Task =>
Please say how many lines in the records below contain the word "locate". Give the number and nothing more.

[Recorded data]
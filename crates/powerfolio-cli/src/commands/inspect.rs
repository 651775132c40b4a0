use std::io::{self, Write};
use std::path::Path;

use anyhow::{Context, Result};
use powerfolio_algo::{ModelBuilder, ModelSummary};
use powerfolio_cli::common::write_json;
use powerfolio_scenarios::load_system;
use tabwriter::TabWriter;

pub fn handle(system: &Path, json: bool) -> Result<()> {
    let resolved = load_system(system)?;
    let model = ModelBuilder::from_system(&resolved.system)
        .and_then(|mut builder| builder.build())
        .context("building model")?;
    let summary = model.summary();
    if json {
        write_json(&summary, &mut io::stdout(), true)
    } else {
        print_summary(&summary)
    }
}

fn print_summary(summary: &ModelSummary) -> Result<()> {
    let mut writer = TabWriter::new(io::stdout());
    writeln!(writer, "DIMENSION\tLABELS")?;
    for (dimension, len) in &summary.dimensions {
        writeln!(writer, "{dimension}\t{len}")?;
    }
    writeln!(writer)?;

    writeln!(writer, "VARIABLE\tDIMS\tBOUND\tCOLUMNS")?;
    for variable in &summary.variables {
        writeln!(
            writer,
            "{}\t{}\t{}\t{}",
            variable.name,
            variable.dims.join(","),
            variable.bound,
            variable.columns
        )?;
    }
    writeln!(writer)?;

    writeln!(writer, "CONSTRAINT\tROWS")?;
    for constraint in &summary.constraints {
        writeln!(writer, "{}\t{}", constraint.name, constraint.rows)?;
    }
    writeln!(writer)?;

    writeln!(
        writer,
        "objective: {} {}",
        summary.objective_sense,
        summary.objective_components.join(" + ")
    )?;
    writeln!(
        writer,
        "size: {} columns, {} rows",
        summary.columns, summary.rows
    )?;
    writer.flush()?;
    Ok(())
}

--

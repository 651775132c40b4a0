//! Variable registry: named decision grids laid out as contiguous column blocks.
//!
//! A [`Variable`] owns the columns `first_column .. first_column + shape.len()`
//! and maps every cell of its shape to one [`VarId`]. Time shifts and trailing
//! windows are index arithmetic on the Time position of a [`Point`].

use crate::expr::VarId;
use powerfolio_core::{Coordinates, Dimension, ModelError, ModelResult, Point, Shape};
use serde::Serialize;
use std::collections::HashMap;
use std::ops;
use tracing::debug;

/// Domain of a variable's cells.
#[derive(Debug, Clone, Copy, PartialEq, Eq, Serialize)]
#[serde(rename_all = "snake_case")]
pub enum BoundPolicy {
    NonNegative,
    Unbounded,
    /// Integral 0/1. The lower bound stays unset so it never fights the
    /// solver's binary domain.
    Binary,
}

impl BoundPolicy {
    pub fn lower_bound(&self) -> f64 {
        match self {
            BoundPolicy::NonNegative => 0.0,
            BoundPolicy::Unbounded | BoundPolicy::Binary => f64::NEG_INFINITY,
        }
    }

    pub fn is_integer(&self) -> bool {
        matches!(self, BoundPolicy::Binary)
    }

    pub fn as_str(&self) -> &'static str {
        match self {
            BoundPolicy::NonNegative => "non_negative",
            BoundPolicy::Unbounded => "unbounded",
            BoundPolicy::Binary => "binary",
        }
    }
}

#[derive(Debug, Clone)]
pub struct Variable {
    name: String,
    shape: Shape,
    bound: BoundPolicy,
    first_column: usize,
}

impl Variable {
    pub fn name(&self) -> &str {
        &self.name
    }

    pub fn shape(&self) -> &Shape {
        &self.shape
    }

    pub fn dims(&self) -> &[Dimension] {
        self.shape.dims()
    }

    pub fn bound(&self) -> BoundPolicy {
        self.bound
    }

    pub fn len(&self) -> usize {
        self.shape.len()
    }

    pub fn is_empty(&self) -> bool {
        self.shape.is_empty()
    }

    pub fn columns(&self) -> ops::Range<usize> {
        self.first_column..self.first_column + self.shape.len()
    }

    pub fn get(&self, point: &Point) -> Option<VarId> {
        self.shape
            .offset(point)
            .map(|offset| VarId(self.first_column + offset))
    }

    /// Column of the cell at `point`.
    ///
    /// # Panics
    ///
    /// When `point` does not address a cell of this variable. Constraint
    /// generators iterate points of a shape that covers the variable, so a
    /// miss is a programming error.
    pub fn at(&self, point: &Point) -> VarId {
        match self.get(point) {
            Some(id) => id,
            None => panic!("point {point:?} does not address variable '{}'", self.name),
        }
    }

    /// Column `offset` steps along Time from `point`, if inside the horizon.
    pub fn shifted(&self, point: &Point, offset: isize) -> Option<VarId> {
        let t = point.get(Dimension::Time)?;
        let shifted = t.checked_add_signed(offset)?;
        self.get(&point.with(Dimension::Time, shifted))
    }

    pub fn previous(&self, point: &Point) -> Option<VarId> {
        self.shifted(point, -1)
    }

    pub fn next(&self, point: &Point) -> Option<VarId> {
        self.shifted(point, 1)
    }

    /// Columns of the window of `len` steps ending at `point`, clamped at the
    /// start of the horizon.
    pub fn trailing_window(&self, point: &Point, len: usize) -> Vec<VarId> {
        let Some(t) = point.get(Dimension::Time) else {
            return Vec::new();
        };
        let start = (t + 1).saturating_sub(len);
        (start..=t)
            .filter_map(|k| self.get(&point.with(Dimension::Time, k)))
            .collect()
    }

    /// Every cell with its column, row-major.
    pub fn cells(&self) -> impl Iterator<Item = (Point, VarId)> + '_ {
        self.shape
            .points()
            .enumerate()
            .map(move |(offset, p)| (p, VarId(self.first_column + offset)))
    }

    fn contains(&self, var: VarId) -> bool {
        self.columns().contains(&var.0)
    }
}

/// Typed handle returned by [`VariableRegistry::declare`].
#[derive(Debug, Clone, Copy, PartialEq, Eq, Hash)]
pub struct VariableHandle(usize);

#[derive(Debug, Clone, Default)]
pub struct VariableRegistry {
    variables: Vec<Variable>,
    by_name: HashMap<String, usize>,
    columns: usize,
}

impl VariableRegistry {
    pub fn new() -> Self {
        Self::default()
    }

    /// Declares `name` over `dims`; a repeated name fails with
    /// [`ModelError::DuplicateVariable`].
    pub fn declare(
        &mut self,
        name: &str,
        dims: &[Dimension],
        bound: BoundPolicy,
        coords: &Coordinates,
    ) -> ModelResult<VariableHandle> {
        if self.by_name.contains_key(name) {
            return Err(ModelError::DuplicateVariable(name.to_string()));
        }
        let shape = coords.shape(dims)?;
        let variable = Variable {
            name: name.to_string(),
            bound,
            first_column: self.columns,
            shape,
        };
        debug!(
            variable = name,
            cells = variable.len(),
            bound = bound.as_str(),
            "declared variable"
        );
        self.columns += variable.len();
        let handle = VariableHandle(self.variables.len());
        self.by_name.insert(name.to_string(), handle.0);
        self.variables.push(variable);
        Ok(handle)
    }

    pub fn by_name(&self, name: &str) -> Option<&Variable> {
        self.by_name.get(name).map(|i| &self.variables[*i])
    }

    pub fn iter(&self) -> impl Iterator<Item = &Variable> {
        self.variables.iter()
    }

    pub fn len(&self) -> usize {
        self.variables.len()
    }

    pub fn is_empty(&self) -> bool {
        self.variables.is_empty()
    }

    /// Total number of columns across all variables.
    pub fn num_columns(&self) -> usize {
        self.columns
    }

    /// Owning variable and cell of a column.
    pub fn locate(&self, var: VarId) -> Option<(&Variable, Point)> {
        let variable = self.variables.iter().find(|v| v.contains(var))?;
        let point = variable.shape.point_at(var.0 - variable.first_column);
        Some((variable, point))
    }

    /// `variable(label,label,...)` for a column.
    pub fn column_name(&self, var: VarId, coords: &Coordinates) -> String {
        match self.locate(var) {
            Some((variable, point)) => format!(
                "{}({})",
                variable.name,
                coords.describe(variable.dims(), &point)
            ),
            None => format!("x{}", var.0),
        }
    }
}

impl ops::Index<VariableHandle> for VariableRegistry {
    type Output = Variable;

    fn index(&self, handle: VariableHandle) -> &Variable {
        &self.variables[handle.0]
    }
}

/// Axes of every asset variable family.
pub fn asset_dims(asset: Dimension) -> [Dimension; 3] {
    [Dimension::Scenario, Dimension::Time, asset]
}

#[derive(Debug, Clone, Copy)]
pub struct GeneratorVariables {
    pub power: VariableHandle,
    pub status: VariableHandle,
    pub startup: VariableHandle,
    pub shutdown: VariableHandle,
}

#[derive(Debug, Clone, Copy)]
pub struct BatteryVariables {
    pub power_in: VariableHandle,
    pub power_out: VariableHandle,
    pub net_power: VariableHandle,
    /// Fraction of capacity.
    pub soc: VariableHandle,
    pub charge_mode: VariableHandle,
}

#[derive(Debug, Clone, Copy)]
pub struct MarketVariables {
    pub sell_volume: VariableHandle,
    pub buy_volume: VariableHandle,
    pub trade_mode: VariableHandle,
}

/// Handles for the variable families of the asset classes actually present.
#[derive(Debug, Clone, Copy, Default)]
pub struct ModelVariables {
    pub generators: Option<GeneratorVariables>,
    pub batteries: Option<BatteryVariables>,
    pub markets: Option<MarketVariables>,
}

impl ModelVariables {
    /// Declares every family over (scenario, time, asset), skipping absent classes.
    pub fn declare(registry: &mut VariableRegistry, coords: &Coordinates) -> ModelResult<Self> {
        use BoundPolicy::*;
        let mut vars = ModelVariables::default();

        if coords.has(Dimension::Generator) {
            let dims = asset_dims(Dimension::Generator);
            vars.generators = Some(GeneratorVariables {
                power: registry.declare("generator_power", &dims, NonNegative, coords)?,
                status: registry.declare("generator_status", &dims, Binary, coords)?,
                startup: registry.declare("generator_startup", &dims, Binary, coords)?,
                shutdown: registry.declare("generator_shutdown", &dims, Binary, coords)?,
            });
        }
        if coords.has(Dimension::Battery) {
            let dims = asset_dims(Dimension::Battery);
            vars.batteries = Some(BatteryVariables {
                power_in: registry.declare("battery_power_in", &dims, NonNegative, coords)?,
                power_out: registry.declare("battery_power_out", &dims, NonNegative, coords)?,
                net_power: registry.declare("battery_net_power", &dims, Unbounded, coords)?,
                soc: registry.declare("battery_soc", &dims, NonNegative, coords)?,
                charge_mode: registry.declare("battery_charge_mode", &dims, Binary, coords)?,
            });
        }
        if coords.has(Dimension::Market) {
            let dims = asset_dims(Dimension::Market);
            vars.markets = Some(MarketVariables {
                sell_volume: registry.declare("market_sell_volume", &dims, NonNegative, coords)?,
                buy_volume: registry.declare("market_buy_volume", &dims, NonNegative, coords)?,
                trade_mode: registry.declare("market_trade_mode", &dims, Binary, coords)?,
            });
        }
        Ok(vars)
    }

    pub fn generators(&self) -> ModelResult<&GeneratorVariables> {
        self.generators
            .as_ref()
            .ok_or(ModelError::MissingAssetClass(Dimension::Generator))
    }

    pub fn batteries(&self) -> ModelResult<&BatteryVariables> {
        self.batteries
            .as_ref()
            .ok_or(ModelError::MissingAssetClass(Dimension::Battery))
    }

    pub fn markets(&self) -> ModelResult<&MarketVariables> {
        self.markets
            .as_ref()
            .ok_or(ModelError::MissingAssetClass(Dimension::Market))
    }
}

Output of the exercise =>
2